Please repeat every entry, keeping each one exactly the same.
* * *
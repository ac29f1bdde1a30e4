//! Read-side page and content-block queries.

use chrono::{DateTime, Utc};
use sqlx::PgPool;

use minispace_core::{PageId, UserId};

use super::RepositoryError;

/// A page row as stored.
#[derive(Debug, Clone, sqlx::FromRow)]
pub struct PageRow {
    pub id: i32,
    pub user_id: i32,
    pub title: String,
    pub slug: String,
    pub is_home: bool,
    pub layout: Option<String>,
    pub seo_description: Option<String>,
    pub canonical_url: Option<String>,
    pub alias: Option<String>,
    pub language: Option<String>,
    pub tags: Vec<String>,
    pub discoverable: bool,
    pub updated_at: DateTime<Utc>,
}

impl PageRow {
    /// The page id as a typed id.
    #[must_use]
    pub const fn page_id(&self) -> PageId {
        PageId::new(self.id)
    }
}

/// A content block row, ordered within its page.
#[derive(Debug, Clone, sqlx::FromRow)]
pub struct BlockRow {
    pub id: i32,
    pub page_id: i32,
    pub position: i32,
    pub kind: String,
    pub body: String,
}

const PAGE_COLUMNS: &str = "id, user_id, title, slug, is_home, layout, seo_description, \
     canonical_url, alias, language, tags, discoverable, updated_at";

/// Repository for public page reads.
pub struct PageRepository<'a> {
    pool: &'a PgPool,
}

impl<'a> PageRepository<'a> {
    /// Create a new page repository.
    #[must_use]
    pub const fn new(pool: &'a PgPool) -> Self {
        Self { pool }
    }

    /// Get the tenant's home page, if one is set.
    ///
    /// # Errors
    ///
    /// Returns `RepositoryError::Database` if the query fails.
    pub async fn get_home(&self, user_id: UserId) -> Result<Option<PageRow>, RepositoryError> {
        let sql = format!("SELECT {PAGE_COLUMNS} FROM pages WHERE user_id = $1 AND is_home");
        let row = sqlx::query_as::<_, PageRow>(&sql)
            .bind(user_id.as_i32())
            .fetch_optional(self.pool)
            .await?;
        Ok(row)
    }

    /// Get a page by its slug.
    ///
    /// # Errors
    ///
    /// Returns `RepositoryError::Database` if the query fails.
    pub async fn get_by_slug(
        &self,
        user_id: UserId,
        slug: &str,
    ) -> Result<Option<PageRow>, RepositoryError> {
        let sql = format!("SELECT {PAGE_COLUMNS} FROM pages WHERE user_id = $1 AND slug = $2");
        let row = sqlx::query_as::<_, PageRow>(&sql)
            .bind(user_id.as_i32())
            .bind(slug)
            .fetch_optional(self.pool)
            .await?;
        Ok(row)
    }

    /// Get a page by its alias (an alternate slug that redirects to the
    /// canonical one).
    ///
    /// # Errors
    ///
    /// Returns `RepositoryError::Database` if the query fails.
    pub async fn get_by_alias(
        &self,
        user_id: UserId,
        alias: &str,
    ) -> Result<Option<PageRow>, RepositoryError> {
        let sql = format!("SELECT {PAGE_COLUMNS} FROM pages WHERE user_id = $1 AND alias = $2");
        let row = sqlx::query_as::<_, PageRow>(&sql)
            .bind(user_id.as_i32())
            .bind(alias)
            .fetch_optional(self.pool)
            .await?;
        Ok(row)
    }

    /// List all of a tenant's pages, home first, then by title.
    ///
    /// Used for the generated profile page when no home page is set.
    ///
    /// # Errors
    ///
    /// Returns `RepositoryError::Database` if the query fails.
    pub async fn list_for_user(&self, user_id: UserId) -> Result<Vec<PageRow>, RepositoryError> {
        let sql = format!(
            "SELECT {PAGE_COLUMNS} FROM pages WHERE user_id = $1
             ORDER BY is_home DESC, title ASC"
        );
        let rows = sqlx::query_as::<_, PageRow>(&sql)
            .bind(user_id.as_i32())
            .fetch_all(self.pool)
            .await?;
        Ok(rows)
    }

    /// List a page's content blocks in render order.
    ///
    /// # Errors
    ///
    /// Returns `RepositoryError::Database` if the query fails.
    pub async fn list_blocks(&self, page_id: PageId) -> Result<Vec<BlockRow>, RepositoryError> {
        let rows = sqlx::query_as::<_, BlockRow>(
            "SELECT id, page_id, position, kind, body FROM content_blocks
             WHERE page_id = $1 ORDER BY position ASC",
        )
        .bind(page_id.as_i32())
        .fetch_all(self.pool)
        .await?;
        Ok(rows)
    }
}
* * *
Response to the exercise:
repository ac29f1bdde1a30e4
//! Read-side page and content-block queries.

use chrono::{DateTime, Utc};
use sqlx::PgPool;

use minispace_core::{PageId, UserId};

use super::RepositoryError;

/// A page row as stored.
#[derive(Debug, Clone, sqlx::FromRow)]
pub struct PageRow {
    pub id: i32,
    pub user_id: i32,
    pub title: String,
    pub slug: String,
    pub is_home: bool,
    pub layout: Option<String>,
    pub seo_description: Option<String>,
    pub canonical_url: Option<String>,
    pub alias: Option<String>,
    pub language: Option<String>,
    pub tags: Vec<String>,
    pub discoverable: bool,
    pub updated_at: DateTime<Utc>,
}

impl PageRow {
    /// The page id as a typed id.
    #[must_use]
    pub const fn page_id(&self) -> PageId {
        PageId::new(self.id)
    }
}

/// A content block row, ordered within its page.
#[derive(Debug, Clone, sqlx::FromRow)]
pub struct BlockRow {
    pub id: i32,
    pub page_id: i32,
    pub position: i32,
    pub kind: String,
    pub body: String,
}

const PAGE_COLUMNS: &str = "id, user_id, title, slug, is_home, layout, seo_description, \
     canonical_url, alias, language, tags, discoverable, updated_at";

/// Repository for public page reads.
pub struct PageRepository<'a> {
    pool: &'a PgPool,
}

impl<'a> PageRepository<'a> {
    /// Create a new page repository.
    #[must_use]
    pub const fn new(pool: &'a PgPool) -> Self {
        Self { pool }
    }

    /// Get the tenant's home page, if one is set.
    ///
    /// # Errors
    ///
    /// Returns `RepositoryError::Database` if the query fails.
    pub async fn get_home(&self, user_id: UserId) -> Result<Option<PageRow>, RepositoryError> {
        let sql = format!("SELECT {PAGE_COLUMNS} FROM pages WHERE user_id = $1 AND is_home");
        let row = sqlx::query_as::<_, PageRow>(&sql)
            .bind(user_id.as_i32())
            .fetch_optional(self.pool)
            .await?;
        Ok(row)
    }

    /// Get a page by its slug.
    ///
    /// # Errors
    ///
    /// Returns `RepositoryError::Database` if the query fails.
    pub async fn get_by_slug(
        &self,
        user_id: UserId,
        slug: &str,
    ) -> Result<Option<PageRow>, RepositoryError> {
        let sql = format!("SELECT {PAGE_COLUMNS} FROM pages WHERE user_id = $1 AND slug = $2");
        let row = sqlx::query_as::<_, PageRow>(&sql)
            .bind(user_id.as_i32())
            .bind(slug)
            .fetch_optional(self.pool)
            .await?;
        Ok(row)
    }

    /// Get a page by its alias (an alternate slug that redirects to the
    /// canonical one).
    ///
    /// # Errors
    ///
    /// Returns `RepositoryError::Database` if the query fails.
    pub async fn get_by_alias(
        &self,
        user_id: UserId,
        alias: &str,
    ) -> Result<Option<PageRow>, RepositoryError> {
        let sql = format!("SELECT {PAGE_COLUMNS} FROM pages WHERE user_id = $1 AND alias = $2");
        let row = sqlx::query_as::<_, PageRow>(&sql)
            .bind(user_id.as_i32())
            .bind(alias)
            .fetch_optional(self.pool)
            .await?;
        Ok(row)
    }

    /// List all of a tenant's pages, home first, then by title.
    ///
    /// Used for the generated profile page when no home page is set.
    ///
    /// # Errors
    ///
    /// Returns `RepositoryError::Database` if the query fails.
    pub async fn list_for_user(&self, user_id: UserId) -> Result<Vec<PageRow>, RepositoryError> {
        let sql = format!(
            "SELECT {PAGE_COLUMNS} FROM pages WHERE user_id = $1
             ORDER BY is_home DESC, title ASC"
        );
        let rows = sqlx::query_as::<_, PageRow>(&sql)
            .bind(user_id.as_i32())
            .fetch_all(self.pool)
            .await?;
        Ok(rows)
    }

    /// List a page's content blocks in render order.
    ///
    /// # Errors
    ///
    /// Returns `RepositoryError::Database` if the query fails.
    pub async fn list_blocks(&self, page_id: PageId) -> Result<Vec<BlockRow>, RepositoryError> {
        let rows = sqlx::query_as::<_, BlockRow>(
            "SELECT id, page_id, position, kind, body FROM content_blocks
             WHERE page_id = $1 ORDER BY position ASC",
        )
        .bind(page_id.as_i32())
        .fetch_all(self.pool)
        .await?;
        Ok(rows)
    }
}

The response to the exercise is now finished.